### [Stored items]

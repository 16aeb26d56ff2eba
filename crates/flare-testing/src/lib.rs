//! Test infrastructure for the flare client.
//!
//! Provides scriptable transports that record what they were asked to send,
//! a wiremock-backed collector that decodes received events, and fixtures for
//! configurations and error chains. Time is controlled through the
//! re-exported [`TestClock`].

#![warn(missing_docs)]
#![forbid(unsafe_code)]

pub mod collector;
pub mod fixtures;
pub mod transport;

pub use collector::{MockCollector, ReceivedEvent};
pub use fixtures::{config_for, dummy_config, ChainedError, RootCause};
pub use flare_core::TestClock;
pub use transport::{FailureKind, RecordedSend, RecordingTransport};
//! Indirect-effect significance testing.
//!
//! The Sobel z statistic tests `H0: a·b = 0` using the delta-method
//! variance of the product of the two path coefficients. The Aroian
//! variant adds the second-order `se_a²·se_b²` term and is the default.

use mp_core::{Error, Result};
use serde::{Deserialize, Serialize};
use statrs::distribution::{ContinuousCDF, Normal};

/// Variance formula for the product-of-coefficients test.
#[derive(Debug, Clone, Copy, PartialEq, Eq, Default, Serialize, Deserialize)]
pub enum SobelVariant {
    /// First-order delta method: `b²se_a² + a²se_b²`.
    Sobel,
    /// Adds the exact second-order term `se_a²se_b²`.
    #[default]
    Aroian,
}

/// Result of a Sobel-type test of the indirect effect.
#[derive(Debug, Clone, Serialize)]
pub struct SobelTest {
    /// Variance formula used.
    pub variant: SobelVariant,
    /// Standard error of the product `a·b`.
    pub se: f64,
    /// z statistic; its sign matches the sign of `a·b`.
    pub z: f64,
    /// Two-sided normal p-value.
    pub p_value: f64,
}

/// Test the product `a·b` against zero.
///
/// `se_a` and `se_b` are the standard errors of the two path
/// coefficients; both must be positive.
pub fn sobel_test(
    a: f64,
    se_a: f64,
    b: f64,
    se_b: f64,
    variant: SobelVariant,
) -> Result<SobelTest> {
    if !(a.is_finite() && b.is_finite()) {
        return Err(Error::Computation("path coefficients must be finite".to_string()));
    }
    if !(se_a.is_finite() && se_a > 0.0 && se_b.is_finite() && se_b > 0.0) {
        return Err(Error::Computation(format!(
            "path standard errors must be positive, got se_a = {se_a}, se_b = {se_b}"
        )));
    }

    let mut var = b * b * se_a * se_a + a * a * se_b * se_b;
    if variant == SobelVariant::Aroian {
        var += se_a * se_a * se_b * se_b;
    }
    let se = var.sqrt();
    let z = a * b / se;

    let normal = Normal::new(0.0, 1.0)
        .map_err(|e| Error::Computation(format!("normal distribution: {e}")))?;
    let p_value = 2.0 * normal.sf(z.abs());

    Ok(SobelTest { variant, se, z, p_value })
}

/// Indirect effect as a share of the total, when defensible.
///
/// Returns `None` when the total effect is too close to zero for the
/// ratio to mean anything.
pub fn proportion_mediated(indirect: f64, total: f64) -> Option<f64> {
    if total.abs() > 1e-10 {
        Some(indirect / total)
    } else {
        None
    }
}
//! Data screening: per-variable descriptives, missingness and outlier flags.
//!
//! Every analysis bundle carries a [`ScreeningReport`] so that results are
//! interpretable next to the data quality that produced them.

use mp_core::{Column, Dataset, Error, Result};
use serde::{Deserialize, Serialize};
use std::collections::BTreeMap;

/// Standard-score threshold above which a continuous value is flagged.
const OUTLIER_Z: f64 = 3.0;

/// What to do with flagged outlier rows before fitting.
#[derive(Debug, Clone, Copy, PartialEq, Eq, Serialize, Deserialize)]
pub enum OutlierPolicy {
    /// Flag outliers in the report but keep every complete row.
    Keep,
    /// Drop any row flagged as an outlier on any screened variable.
    Exclude,
}

/// Screening summary for one variable.
#[derive(Debug, Clone, Serialize)]
pub struct VariableScreen {
    /// Variable name.
    pub name: String,
    /// `"numeric"` or `"categorical"`.
    pub kind: String,
    /// Missing observations over the whole dataset.
    pub n_missing: usize,
    /// Mean of observed values (numeric only).
    pub mean: Option<f64>,
    /// Sample standard deviation of observed values (numeric only).
    pub sd: Option<f64>,
    /// Smallest observed value (numeric only).
    pub min: Option<f64>,
    /// Largest observed value (numeric only).
    pub max: Option<f64>,
    /// Rows where |z| exceeds the threshold (numeric only).
    pub outlier_rows: Vec<usize>,
    /// Observed level frequencies (categorical only).
    pub levels: Option<BTreeMap<String, usize>>,
}

/// Screening result for one analysis call.
#[derive(Debug, Clone, Serialize)]
pub struct ScreeningReport {
    /// Per-variable summaries, in the order the analysis references them.
    pub variables: Vec<VariableScreen>,
    /// Rows in the dataset before any filtering.
    pub n_rows_total: usize,
    /// Rows complete on every screened variable.
    pub n_complete: usize,
    /// Outlier handling that was applied.
    pub policy: OutlierPolicy,
    /// Row indices actually passed to the fitters.
    #[serde(skip)]
    pub analysis_rows: Vec<usize>,
}

/// Screen the listed variables and determine the analysis rows.
///
/// Rows are dropped listwise on missingness; under
/// [`OutlierPolicy::Exclude`] rows flagged on any numeric variable are
/// dropped as well.
pub fn screen(ds: &Dataset, variables: &[&str], policy: OutlierPolicy) -> Result<ScreeningReport> {
    if ds.n_rows() == 0 {
        return Err(Error::Validation("dataset has no rows".to_string()));
    }
    let complete = ds.complete_rows(variables)?;

    let mut screens = Vec::with_capacity(variables.len());
    let mut flagged: Vec<usize> = Vec::new();
    for &name in variables {
        let sc = screen_variable(ds, name)?;
        flagged.extend(sc.outlier_rows.iter().copied());
        screens.push(sc);
    }
    flagged.sort_unstable();
    flagged.dedup();

    let analysis_rows = match policy {
        OutlierPolicy::Keep => complete.clone(),
        OutlierPolicy::Exclude => {
            complete.iter().copied().filter(|r| flagged.binary_search(r).is_err()).collect()
        }
    };

    Ok(ScreeningReport {
        variables: screens,
        n_rows_total: ds.n_rows(),
        n_complete: complete.len(),
        policy,
        analysis_rows,
    })
}

fn screen_variable(ds: &Dataset, name: &str) -> Result<VariableScreen> {
    match ds.require(name)? {
        Column::Numeric(values) => {
            let observed: Vec<(usize, f64)> = values
                .iter()
                .enumerate()
                .filter(|(_, v)| !v.is_nan())
                .map(|(i, v)| (i, *v))
                .collect();
            let n_missing = values.len() - observed.len();
            if observed.is_empty() {
                return Err(Error::Validation(format!(
                    "variable '{name}' has no observed values"
                )));
            }
            let n = observed.len() as f64;
            let mean = observed.iter().map(|(_, v)| v).sum::<f64>() / n;
            let ss = observed.iter().map(|(_, v)| (v - mean).powi(2)).sum::<f64>();
            let sd = if observed.len() > 1 { (ss / (n - 1.0)).sqrt() } else { 0.0 };
            let min = observed.iter().map(|(_, v)| *v).fold(f64::INFINITY, f64::min);
            let max = observed.iter().map(|(_, v)| *v).fold(f64::NEG_INFINITY, f64::max);

            let outlier_rows = if sd > 0.0 {
                observed
                    .iter()
                    .filter(|(_, v)| ((v - mean) / sd).abs() > OUTLIER_Z)
                    .map(|(i, _)| *i)
                    .collect()
            } else {
                Vec::new()
            };

            Ok(VariableScreen {
                name: name.to_string(),
                kind: "numeric".to_string(),
                n_missing,
                mean: Some(mean),
                sd: Some(sd),
                min: Some(min),
                max: Some(max),
                outlier_rows,
                levels: None,
            })
        }
        Column::Categorical(values) => {
            let mut levels: BTreeMap<String, usize> = BTreeMap::new();
            let mut n_missing = 0;
            for v in values {
                match v {
                    Some(level) => *levels.entry(level.clone()).or_insert(0) += 1,
                    None => n_missing += 1,
                }
            }
            Ok(VariableScreen {
                name: name.to_string(),
                kind: "categorical".to_string(),
                n_missing,
                mean: None,
                sd: None,
                min: None,
                max: None,
                outlier_rows: Vec::new(),
                levels: Some(levels),
            })
        }
    }
}
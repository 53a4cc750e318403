//! Bootstrap resampling for the indirect effect.
//!
//! Replicates are generated with per-replicate seeded RNGs and fan out
//! over a `rayon` parallel iterator, so a fixed seed gives identical
//! results at any thread count. Intervals: percentile (default) and BCa
//! (Efron 1987), with the acceleration constant from jackknife
//! leave-one-out estimates.

use mp_core::{Error, Result};
use rand::rngs::StdRng;
use rand::{Rng, SeedableRng};
use rayon::prelude::*;
use serde::{Deserialize, Serialize};
use statrs::distribution::{ContinuousCDF, Normal};

const PROB_EPS: f64 = 1e-12;

/// Interval construction method.
#[derive(Debug, Clone, Copy, PartialEq, Eq, Default, Serialize, Deserialize)]
pub enum CiMethod {
    /// Plain quantiles of the replicate distribution.
    #[default]
    Percentile,
    /// Bias-corrected and accelerated quantiles.
    Bca,
}

/// A bootstrap confidence interval for one statistic.
#[derive(Debug, Clone, Serialize)]
pub struct BootstrapCi {
    /// Lower bound.
    pub lower: f64,
    /// Upper bound.
    pub upper: f64,
    /// Nominal coverage.
    pub conf_level: f64,
    /// Replicates that contributed to the interval.
    pub n_replicates: usize,
    /// Replicates whose refit failed and were skipped.
    pub n_failed: usize,
    /// Method used.
    pub method: CiMethod,
}

/// Successful replicate statistics plus the failure count.
#[derive(Debug, Clone)]
pub struct ReplicateSet {
    /// One statistics vector per successful replicate.
    pub replicates: Vec<Vec<f64>>,
    /// Replicates that returned an error.
    pub n_failed: usize,
}

impl ReplicateSet {
    /// Values of statistic `k` across replicates.
    pub fn statistic(&self, k: usize) -> Vec<f64> {
        self.replicates.iter().map(|r| r[k]).collect()
    }
}

/// Run `n_boot` replicates of `estimate` in parallel.
///
/// Each replicate gets its own `StdRng` seeded from
/// `seed.wrapping_add(i)`, making the run reproducible regardless of
/// scheduling. Failed replicates are counted, not fatal, unless every
/// replicate fails.
pub fn run_replicates<F>(n_boot: usize, seed: u64, estimate: F) -> Result<ReplicateSet>
where
    F: Fn(&mut StdRng) -> Result<Vec<f64>> + Sync,
{
    if n_boot == 0 {
        return Err(Error::Validation("bootstrap replicate count must be > 0".to_string()));
    }

    let outcomes: Vec<Result<Vec<f64>>> = (0..n_boot as u64)
        .into_par_iter()
        .map(|i| {
            let mut rng = StdRng::seed_from_u64(seed.wrapping_add(i));
            estimate(&mut rng)
        })
        .collect();

    let mut replicates = Vec::with_capacity(n_boot);
    let mut n_failed = 0;
    for outcome in outcomes {
        match outcome {
            Ok(stats) => replicates.push(stats),
            Err(e) => {
                n_failed += 1;
                log::warn!("bootstrap replicate failed: {e}");
            }
        }
    }
    if replicates.is_empty() {
        return Err(Error::Computation(format!(
            "all {n_boot} bootstrap replicates failed"
        )));
    }
    Ok(ReplicateSet { replicates, n_failed })
}

/// Draw `rows.len()` row indices from `rows` with replacement.
pub fn resample_rows(rows: &[usize], rng: &mut StdRng) -> Vec<usize> {
    (0..rows.len()).map(|_| rows[rng.gen_range(0..rows.len())]).collect()
}

/// Build the interval for one statistic from its replicate values.
///
/// `jackknife` (leave-one-out estimates of the same statistic) is
/// required for [`CiMethod::Bca`].
pub fn confidence_interval(
    theta_hat: f64,
    samples: &[f64],
    jackknife: Option<&[f64]>,
    conf_level: f64,
    method: CiMethod,
    n_failed: usize,
) -> Result<BootstrapCi> {
    if !(conf_level.is_finite() && conf_level > 0.0 && conf_level < 1.0) {
        return Err(Error::Validation(format!(
            "conf_level must be in (0,1), got {conf_level}"
        )));
    }
    if samples.len() < 2 {
        return Err(Error::Computation(
            "need at least 2 successful replicates for an interval".to_string(),
        ));
    }

    let alpha = (1.0 - conf_level) / 2.0;
    let (lo_q, hi_q) = match method {
        CiMethod::Percentile => (alpha, 1.0 - alpha),
        CiMethod::Bca => {
            let jk = jackknife.ok_or_else(|| {
                Error::Validation("BCa interval requires jackknife estimates".to_string())
            })?;
            let z0 = bias_correction(theta_hat, samples)?;
            let a = acceleration(jk)?;
            (adjusted_alpha(alpha, z0, a), adjusted_alpha(1.0 - alpha, z0, a))
        }
    };

    let lo = quantile(samples, lo_q);
    let hi = quantile(samples, hi_q);
    Ok(BootstrapCi {
        lower: lo.min(hi),
        upper: lo.max(hi),
        conf_level,
        n_replicates: samples.len(),
        n_failed,
        method,
    })
}

/// Quantile by sorting and linear interpolation; endpoints map to min/max.
pub fn quantile(data: &[f64], q: f64) -> f64 {
    if data.is_empty() {
        return f64::NAN;
    }
    let mut v = data.to_vec();
    v.sort_by(f64::total_cmp);
    let pos = q.clamp(0.0, 1.0) * (v.len() - 1) as f64;
    let i = pos.floor() as usize;
    let frac = pos - i as f64;
    if frac == 0.0 || i + 1 >= v.len() {
        v[i]
    } else {
        (1.0 - frac) * v[i] + frac * v[i + 1]
    }
}

/// Bias-correction constant z0, with mid-rank handling of ties.
fn bias_correction(theta_hat: f64, samples: &[f64]) -> Result<f64> {
    if !theta_hat.is_finite() || samples.iter().any(|v| !v.is_finite()) {
        return Err(Error::Computation(
            "bias correction needs finite point estimate and replicates".to_string(),
        ));
    }
    let n_lt = samples.iter().filter(|&&v| v < theta_hat).count() as f64;
    let n_eq = samples.iter().filter(|&&v| v == theta_hat).count() as f64;
    let p = (n_lt + 0.5 * n_eq) / samples.len() as f64;
    Ok(inv_norm_cdf(p))
}

/// Acceleration constant from jackknife leave-one-out estimates.
fn acceleration(jackknife: &[f64]) -> Result<f64> {
    if jackknife.len() < 3 {
        return Err(Error::Computation(
            "acceleration needs at least 3 jackknife estimates".to_string(),
        ));
    }
    if jackknife.iter().any(|v| !v.is_finite()) {
        return Err(Error::Computation("jackknife estimates must be finite".to_string()));
    }
    let mean = jackknife.iter().sum::<f64>() / jackknife.len() as f64;
    let mut sum2 = 0.0;
    let mut sum3 = 0.0;
    for &v in jackknife {
        let d = mean - v;
        sum2 += d * d;
        sum3 += d * d * d;
    }
    if sum2 <= 0.0 {
        // No variation across leave-one-out estimates.
        return Ok(0.0);
    }
    let a = sum3 / (6.0 * sum2.powf(1.5));
    if a.is_finite() {
        Ok(a)
    } else {
        Err(Error::Computation("acceleration estimate is non-finite".to_string()))
    }
}

fn adjusted_alpha(alpha: f64, z0: f64, a: f64) -> f64 {
    let z_alpha = inv_norm_cdf(alpha);
    let denom = 1.0 - a * (z0 + z_alpha);
    if !denom.is_finite() || denom.abs() < 1e-12 {
        return if denom.is_sign_negative() { PROB_EPS } else { 1.0 - PROB_EPS };
    }
    norm_cdf(z0 + (z0 + z_alpha) / denom).clamp(PROB_EPS, 1.0 - PROB_EPS)
}

fn standard_normal() -> Normal {
    // Safe by construction for mean=0, sigma=1.
    Normal::new(0.0, 1.0).expect("standard normal should be constructible")
}

fn inv_norm_cdf(p: f64) -> f64 {
    standard_normal().inverse_cdf(p.clamp(PROB_EPS, 1.0 - PROB_EPS))
}

fn norm_cdf(z: f64) -> f64 {
    standard_normal().cdf(z)
}

#[cfg(test)]
mod tests {
    use super::*;
    use approx::assert_relative_eq;

    #[test]
    fn quantile_endpoints_and_midpoint() {
        let xs = [5.0, 1.0, 3.0, 2.0, 4.0];
        assert_relative_eq!(quantile(&xs, 0.0), 1.0);
        assert_relative_eq!(quantile(&xs, 1.0), 5.0);
        assert_relative_eq!(quantile(&xs, 0.5), 3.0);
        assert_relative_eq!(quantile(&xs, 0.25), 2.0);
    }

    #[test]
    fn percentile_interval_brackets_the_bulk() {
        let xs: Vec<f64> = (0..101).map(|i| i as f64).collect();
        let ci = confidence_interval(50.0, &xs, None, 0.90, CiMethod::Percentile, 0).unwrap();
        assert_relative_eq!(ci.lower, 5.0, epsilon = 1e-10);
        assert_relative_eq!(ci.upper, 95.0, epsilon = 1e-10);
        assert_eq!(ci.n_replicates, 101);
    }

    #[test]
    fn bca_reduces_to_percentile_for_symmetric_replicates() {
        // Symmetric around the point estimate: z0 ~ 0; flat jackknife: a = 0.
        let xs: Vec<f64> = (0..101).map(|i| i as f64).collect();
        let jk = vec![50.0; 10];
        let bca = confidence_interval(50.0, &xs, Some(&jk), 0.90, CiMethod::Bca, 0).unwrap();
        let pct =
            confidence_interval(50.0, &xs, None, 0.90, CiMethod::Percentile, 0).unwrap();
        assert_relative_eq!(bca.lower, pct.lower, epsilon = 0.5);
        assert_relative_eq!(bca.upper, pct.upper, epsilon = 0.5);
    }

    #[test]
    fn bca_requires_jackknife() {
        let xs = [1.0, 2.0, 3.0];
        assert!(confidence_interval(2.0, &xs, None, 0.95, CiMethod::Bca, 0).is_err());
    }

    #[test]
    fn replicates_are_deterministic_and_parallel_safe() {
        let rows: Vec<usize> = (0..50).collect();
        let run = |seed| {
            run_replicates(64, seed, |rng| {
                let sample = resample_rows(&rows, rng);
                Ok(vec![sample.iter().sum::<usize>() as f64 / sample.len() as f64])
            })
            .unwrap()
        };
        let a = run(7);
        let b = run(7);
        let c = run(8);
        assert_eq!(a.replicates, b.replicates);
        assert_ne!(a.replicates, c.replicates);
        assert_eq!(a.n_failed, 0);
    }

    #[test]
    fn failed_replicates_are_counted() {
        let run = run_replicates(10, 3, |rng| {
            if rng.gen_range(0..2) == 0 {
                Err(Error::Computation("singular".to_string()))
            } else {
                Ok(vec![1.0])
            }
        })
        .unwrap();
        assert_eq!(run.replicates.len() + run.n_failed, 10);
        assert!(run.n_failed > 0);
    }

    #[test]
    fn all_failures_is_an_error() {
        let out = run_replicates(5, 0, |_| -> Result<Vec<f64>> {
            Err(Error::Computation("no".to_string()))
        });
        assert!(out.is_err());
    }
}
//! # mp-core
//!
//! Core types for medpath: the error type, the tabular [`Dataset`] input
//! container, the [`traits::LogDensityModel`] seam between models and the
//! generic optimizer, and the [`FitResult`] bundle.

#![warn(missing_docs)]
#![warn(clippy::all)]

pub mod error;
pub mod table;
pub mod traits;
pub mod types;

pub use error::{Error, Result};
pub use table::{Column, Dataset};
pub use types::FitResult;

/// Crate version, embedded in serialized artifacts.
pub const VERSION: &str = env!("CARGO_PKG_VERSION");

### [Your goal]
Copy out every line of the data that includes "Column".

### [Result of this exercise]
use mp_core::{Column, Dataset, Error, Result};
        Column::Numeric(values) => {
        Column::Categorical(values) => {
pub use table::{Column, Dataset};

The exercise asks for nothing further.